◆ SOURCE MATERIAL
────────

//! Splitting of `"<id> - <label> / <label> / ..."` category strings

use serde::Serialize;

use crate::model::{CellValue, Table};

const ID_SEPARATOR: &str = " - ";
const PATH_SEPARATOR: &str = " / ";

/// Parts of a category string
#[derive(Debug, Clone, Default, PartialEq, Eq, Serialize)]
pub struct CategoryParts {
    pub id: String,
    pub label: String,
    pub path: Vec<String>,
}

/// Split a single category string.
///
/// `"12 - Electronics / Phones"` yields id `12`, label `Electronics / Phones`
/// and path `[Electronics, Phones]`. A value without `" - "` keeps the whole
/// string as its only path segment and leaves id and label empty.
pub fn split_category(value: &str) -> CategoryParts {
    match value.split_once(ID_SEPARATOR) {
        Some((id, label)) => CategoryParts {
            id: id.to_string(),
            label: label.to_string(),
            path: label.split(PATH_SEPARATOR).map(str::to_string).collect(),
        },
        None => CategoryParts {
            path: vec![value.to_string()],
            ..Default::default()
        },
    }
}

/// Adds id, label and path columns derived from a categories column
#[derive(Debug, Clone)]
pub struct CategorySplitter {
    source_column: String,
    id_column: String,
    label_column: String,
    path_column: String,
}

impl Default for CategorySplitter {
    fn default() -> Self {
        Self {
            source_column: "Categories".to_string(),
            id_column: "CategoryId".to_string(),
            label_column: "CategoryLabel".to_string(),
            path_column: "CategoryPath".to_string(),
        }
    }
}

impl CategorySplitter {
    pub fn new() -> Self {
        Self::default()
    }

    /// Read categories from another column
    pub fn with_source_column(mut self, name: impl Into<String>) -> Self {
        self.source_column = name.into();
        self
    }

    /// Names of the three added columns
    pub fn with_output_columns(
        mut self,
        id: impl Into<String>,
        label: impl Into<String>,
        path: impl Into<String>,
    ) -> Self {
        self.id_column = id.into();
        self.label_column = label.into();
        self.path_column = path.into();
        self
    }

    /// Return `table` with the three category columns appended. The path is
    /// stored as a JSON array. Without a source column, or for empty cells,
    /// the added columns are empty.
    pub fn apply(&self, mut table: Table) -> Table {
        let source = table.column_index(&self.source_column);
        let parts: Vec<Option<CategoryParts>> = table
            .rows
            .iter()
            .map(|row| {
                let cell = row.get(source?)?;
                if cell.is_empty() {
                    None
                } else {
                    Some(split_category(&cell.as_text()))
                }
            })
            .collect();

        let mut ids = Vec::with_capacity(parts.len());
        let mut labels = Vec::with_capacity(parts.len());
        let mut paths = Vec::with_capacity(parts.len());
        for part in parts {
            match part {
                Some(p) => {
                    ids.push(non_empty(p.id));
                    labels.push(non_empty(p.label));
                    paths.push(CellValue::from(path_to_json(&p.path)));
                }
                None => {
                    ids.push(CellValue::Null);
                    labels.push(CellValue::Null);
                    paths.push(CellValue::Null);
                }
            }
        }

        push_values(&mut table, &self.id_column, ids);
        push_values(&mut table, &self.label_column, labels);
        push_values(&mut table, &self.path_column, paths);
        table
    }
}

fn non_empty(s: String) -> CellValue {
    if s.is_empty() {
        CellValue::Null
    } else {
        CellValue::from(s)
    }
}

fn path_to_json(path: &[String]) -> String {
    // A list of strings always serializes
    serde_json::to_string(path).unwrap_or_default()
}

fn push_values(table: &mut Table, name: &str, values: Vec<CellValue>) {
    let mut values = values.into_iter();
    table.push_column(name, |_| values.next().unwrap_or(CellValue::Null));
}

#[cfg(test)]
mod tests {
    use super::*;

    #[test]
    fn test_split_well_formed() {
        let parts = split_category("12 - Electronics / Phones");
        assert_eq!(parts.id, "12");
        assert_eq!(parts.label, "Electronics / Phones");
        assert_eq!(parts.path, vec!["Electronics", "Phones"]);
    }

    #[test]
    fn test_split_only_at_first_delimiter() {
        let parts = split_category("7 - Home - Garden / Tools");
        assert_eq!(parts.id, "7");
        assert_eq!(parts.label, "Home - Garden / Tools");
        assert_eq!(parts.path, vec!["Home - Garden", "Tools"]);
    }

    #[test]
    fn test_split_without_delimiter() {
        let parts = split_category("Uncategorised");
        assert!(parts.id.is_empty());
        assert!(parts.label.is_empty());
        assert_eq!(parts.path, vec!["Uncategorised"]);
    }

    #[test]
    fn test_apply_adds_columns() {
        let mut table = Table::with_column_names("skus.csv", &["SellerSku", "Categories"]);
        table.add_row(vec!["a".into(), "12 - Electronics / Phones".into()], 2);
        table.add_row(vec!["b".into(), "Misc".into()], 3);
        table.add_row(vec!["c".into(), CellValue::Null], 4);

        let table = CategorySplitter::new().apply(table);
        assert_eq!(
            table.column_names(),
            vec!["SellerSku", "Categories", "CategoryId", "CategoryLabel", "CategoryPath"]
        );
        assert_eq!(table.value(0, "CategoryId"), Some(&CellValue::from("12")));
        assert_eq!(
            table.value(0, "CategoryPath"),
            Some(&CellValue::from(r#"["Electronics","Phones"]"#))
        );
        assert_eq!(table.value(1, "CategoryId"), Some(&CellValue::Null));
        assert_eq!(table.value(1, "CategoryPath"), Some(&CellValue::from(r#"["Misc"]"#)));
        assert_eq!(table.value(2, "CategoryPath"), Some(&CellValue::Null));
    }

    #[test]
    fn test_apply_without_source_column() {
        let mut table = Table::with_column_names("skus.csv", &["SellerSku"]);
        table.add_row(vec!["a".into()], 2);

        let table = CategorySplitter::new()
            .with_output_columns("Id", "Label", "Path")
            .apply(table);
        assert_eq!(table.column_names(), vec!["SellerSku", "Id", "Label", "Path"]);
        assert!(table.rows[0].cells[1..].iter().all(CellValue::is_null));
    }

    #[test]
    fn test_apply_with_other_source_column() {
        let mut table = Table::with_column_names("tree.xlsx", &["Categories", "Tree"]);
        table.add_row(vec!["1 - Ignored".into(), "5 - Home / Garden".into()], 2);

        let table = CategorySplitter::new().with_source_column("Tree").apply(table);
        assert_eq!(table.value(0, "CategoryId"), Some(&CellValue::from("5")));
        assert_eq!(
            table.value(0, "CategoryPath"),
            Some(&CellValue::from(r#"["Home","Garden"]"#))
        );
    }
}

────────

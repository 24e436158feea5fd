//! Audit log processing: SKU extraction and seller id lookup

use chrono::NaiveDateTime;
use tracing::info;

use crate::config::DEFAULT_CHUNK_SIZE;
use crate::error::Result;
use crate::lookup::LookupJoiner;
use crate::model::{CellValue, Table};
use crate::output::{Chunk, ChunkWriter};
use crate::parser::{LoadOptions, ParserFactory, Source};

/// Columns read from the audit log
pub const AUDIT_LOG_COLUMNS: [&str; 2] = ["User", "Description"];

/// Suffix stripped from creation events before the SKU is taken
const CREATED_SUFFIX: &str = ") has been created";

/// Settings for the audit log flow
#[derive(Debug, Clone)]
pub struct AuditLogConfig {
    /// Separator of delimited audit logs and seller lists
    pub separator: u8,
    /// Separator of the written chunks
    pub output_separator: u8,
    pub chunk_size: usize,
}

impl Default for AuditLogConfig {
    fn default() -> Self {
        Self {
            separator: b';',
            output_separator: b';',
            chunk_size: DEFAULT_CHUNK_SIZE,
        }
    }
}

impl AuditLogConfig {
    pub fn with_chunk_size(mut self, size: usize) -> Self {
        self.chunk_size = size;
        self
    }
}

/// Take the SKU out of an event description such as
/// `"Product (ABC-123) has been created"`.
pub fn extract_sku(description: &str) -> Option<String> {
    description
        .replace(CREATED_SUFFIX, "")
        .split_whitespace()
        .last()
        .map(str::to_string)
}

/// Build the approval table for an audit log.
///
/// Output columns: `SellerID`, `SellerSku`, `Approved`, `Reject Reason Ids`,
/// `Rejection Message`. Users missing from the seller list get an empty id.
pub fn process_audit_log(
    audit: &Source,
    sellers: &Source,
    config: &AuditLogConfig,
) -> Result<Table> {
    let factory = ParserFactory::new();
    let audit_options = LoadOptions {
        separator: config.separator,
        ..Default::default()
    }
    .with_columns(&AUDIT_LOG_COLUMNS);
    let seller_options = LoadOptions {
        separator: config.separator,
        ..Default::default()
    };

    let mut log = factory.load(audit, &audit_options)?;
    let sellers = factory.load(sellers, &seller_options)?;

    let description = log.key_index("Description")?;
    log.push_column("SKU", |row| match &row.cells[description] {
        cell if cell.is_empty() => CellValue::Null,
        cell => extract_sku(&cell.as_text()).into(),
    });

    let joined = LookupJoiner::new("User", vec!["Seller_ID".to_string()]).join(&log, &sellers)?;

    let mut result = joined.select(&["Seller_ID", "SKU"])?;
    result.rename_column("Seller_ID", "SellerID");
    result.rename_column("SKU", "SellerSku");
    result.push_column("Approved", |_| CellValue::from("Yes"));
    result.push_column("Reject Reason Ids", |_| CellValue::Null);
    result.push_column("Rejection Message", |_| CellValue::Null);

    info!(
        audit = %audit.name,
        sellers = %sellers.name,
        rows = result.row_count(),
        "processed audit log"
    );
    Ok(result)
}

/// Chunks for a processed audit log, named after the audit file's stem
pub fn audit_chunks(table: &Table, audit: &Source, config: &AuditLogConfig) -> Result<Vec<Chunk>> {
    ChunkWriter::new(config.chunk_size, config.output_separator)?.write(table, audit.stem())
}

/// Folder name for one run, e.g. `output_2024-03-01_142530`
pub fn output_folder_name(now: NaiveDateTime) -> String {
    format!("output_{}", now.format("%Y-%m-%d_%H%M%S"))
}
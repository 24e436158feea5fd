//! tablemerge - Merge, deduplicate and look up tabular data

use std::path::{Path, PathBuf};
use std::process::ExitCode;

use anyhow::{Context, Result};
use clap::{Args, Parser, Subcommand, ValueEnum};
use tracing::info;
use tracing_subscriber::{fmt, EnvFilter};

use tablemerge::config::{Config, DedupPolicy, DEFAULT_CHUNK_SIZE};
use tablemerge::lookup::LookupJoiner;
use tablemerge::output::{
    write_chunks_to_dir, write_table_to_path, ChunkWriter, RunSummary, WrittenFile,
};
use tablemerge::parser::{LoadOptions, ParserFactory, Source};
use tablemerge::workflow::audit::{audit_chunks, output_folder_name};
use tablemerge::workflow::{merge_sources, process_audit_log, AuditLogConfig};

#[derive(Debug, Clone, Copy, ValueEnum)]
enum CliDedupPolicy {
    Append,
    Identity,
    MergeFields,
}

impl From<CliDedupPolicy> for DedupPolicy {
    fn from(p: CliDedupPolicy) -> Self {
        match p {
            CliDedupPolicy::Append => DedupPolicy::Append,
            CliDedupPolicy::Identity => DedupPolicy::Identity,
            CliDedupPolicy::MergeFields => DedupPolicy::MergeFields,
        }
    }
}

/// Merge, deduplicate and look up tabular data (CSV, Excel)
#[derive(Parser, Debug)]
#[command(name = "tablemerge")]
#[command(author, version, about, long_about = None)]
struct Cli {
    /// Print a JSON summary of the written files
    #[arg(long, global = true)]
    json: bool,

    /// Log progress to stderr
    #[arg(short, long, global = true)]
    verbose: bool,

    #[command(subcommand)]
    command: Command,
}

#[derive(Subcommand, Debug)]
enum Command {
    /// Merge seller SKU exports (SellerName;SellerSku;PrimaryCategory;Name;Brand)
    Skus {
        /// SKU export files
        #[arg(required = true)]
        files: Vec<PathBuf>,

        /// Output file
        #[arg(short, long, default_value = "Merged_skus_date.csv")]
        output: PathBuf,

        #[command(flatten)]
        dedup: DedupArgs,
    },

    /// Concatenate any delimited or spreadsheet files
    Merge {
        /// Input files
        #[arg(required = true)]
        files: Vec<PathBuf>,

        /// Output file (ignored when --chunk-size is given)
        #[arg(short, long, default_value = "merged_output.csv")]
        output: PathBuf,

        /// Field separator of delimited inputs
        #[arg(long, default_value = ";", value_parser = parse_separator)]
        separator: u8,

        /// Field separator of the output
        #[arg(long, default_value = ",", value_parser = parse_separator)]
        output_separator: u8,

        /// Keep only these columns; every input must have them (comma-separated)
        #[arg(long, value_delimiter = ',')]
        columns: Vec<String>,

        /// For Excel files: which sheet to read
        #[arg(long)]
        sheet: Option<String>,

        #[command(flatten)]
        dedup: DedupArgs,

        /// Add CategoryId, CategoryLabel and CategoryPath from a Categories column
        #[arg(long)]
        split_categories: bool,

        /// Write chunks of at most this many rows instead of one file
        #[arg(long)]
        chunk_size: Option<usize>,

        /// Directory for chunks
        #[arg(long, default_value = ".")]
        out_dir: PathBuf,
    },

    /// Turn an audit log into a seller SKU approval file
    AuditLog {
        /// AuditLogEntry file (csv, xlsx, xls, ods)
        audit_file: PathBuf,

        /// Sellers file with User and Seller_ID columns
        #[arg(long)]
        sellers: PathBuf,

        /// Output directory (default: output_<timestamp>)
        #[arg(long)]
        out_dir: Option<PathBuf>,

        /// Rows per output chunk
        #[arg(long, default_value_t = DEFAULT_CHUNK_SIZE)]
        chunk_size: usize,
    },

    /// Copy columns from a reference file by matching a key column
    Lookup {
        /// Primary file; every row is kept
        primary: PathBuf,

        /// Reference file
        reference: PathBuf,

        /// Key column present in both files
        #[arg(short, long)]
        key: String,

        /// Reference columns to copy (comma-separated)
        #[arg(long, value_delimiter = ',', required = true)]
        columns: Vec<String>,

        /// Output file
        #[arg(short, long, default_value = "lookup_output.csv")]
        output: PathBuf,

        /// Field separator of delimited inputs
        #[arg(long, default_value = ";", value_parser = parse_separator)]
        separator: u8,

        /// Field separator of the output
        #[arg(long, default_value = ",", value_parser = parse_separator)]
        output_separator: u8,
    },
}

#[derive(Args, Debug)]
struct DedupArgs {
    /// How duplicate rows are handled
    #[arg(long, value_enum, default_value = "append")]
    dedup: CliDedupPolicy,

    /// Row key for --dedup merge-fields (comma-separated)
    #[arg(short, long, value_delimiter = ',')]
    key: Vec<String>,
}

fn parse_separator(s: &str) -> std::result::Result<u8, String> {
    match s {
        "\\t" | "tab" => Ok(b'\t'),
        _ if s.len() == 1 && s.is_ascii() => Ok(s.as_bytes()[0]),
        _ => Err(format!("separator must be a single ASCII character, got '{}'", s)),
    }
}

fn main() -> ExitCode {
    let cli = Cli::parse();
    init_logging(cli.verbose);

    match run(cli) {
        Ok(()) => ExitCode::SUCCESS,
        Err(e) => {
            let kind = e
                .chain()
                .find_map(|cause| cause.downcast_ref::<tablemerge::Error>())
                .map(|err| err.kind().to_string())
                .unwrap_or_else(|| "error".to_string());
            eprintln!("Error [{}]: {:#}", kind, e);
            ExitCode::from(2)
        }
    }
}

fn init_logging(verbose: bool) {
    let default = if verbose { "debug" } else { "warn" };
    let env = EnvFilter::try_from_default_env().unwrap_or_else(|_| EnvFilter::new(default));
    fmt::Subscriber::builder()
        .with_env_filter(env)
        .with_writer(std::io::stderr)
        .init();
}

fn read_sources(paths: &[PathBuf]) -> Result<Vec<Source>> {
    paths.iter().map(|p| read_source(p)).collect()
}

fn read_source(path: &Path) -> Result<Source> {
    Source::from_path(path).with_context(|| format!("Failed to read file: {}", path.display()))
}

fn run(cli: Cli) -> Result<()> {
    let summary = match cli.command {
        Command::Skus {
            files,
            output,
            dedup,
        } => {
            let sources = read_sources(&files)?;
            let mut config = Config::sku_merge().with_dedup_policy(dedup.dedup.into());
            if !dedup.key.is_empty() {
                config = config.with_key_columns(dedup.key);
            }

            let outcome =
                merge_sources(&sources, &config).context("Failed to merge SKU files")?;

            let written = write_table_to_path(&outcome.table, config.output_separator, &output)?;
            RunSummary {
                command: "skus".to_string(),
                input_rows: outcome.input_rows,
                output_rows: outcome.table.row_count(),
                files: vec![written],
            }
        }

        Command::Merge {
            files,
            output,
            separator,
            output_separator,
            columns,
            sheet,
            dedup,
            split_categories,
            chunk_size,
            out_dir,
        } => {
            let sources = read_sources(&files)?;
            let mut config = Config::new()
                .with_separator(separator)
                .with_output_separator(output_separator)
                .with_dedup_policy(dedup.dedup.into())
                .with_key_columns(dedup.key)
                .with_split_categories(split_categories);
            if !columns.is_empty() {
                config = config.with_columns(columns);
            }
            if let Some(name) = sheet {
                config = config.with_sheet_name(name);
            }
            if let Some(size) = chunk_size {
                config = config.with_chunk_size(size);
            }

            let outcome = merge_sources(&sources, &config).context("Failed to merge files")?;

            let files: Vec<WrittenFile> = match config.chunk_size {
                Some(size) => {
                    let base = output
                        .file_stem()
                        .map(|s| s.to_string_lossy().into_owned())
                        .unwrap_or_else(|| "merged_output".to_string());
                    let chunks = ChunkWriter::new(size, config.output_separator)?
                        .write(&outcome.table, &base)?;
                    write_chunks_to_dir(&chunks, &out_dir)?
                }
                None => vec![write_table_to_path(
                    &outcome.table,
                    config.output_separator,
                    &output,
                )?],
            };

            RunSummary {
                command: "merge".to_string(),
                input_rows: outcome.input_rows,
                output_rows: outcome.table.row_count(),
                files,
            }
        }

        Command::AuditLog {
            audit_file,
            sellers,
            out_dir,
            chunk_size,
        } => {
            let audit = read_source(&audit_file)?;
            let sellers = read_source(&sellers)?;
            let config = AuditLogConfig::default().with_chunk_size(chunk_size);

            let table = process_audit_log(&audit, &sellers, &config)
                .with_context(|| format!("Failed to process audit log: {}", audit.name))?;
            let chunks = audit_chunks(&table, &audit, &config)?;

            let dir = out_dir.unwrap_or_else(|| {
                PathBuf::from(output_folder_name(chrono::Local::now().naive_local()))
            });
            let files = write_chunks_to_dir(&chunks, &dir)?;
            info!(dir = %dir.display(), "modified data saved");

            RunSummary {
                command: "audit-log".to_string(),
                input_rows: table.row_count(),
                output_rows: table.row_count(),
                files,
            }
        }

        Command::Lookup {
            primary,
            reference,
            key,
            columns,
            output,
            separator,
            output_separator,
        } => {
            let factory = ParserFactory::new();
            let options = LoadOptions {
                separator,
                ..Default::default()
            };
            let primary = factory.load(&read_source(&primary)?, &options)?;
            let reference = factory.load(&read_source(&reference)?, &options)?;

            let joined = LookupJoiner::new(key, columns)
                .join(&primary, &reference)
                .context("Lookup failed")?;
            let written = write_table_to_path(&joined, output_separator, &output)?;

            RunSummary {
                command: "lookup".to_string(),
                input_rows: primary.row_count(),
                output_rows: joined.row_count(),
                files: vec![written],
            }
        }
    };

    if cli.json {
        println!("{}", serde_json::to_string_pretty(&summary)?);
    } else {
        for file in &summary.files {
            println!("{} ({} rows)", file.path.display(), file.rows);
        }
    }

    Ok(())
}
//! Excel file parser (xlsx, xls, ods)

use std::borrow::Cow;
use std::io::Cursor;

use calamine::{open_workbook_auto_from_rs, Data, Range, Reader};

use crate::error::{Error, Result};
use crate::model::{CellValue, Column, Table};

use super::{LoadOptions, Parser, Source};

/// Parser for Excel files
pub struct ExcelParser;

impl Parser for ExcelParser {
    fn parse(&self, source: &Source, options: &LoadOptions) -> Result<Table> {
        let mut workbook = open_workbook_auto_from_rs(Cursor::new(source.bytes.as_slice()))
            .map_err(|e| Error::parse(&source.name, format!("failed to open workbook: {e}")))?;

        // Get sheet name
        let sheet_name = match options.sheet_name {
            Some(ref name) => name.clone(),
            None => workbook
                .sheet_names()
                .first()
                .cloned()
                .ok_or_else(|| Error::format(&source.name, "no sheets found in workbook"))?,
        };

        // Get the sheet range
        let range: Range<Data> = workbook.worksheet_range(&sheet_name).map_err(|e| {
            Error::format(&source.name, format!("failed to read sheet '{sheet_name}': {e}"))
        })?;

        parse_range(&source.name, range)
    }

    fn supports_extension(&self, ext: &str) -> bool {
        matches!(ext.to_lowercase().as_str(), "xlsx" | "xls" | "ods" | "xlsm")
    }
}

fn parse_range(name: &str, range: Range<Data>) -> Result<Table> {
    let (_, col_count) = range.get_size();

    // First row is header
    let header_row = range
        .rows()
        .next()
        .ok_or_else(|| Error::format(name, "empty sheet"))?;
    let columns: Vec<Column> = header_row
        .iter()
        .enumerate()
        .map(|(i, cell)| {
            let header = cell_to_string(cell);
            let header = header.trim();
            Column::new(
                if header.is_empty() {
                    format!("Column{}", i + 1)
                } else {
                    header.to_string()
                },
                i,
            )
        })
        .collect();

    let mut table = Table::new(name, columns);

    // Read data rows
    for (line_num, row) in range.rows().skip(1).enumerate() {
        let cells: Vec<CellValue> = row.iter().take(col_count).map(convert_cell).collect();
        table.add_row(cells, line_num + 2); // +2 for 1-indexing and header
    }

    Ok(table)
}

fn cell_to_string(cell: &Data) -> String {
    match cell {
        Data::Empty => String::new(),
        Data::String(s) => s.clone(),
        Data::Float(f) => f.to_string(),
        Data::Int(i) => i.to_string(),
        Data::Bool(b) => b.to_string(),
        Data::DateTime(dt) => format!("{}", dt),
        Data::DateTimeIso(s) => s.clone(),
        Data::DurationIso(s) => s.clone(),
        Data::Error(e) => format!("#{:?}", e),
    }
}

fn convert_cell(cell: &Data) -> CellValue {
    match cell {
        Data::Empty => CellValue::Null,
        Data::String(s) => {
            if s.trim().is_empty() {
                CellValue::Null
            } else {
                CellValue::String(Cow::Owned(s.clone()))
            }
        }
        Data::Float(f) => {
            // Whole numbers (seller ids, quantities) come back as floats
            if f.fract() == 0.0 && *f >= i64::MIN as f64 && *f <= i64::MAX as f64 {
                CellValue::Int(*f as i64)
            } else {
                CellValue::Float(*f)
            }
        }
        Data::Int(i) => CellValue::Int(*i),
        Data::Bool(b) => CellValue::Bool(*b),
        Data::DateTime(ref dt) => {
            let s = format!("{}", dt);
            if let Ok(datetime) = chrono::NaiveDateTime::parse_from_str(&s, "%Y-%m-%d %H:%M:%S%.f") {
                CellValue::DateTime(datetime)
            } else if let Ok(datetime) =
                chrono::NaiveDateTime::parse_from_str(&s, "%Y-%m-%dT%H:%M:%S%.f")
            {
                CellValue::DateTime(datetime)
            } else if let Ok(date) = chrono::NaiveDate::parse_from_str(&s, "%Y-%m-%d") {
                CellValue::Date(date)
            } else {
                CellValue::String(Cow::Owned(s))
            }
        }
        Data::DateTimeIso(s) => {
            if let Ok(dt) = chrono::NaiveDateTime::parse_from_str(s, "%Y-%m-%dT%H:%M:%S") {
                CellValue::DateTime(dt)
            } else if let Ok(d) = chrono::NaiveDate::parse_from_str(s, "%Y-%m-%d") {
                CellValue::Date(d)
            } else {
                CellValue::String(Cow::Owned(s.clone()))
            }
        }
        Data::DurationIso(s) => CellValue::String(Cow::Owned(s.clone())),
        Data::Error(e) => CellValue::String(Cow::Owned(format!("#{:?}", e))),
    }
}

────────

◆ ASSIGNMENT
Please state how many lines in the records above hold the word "info", giving only the number.

◆ PROBLEM SOLUTION
4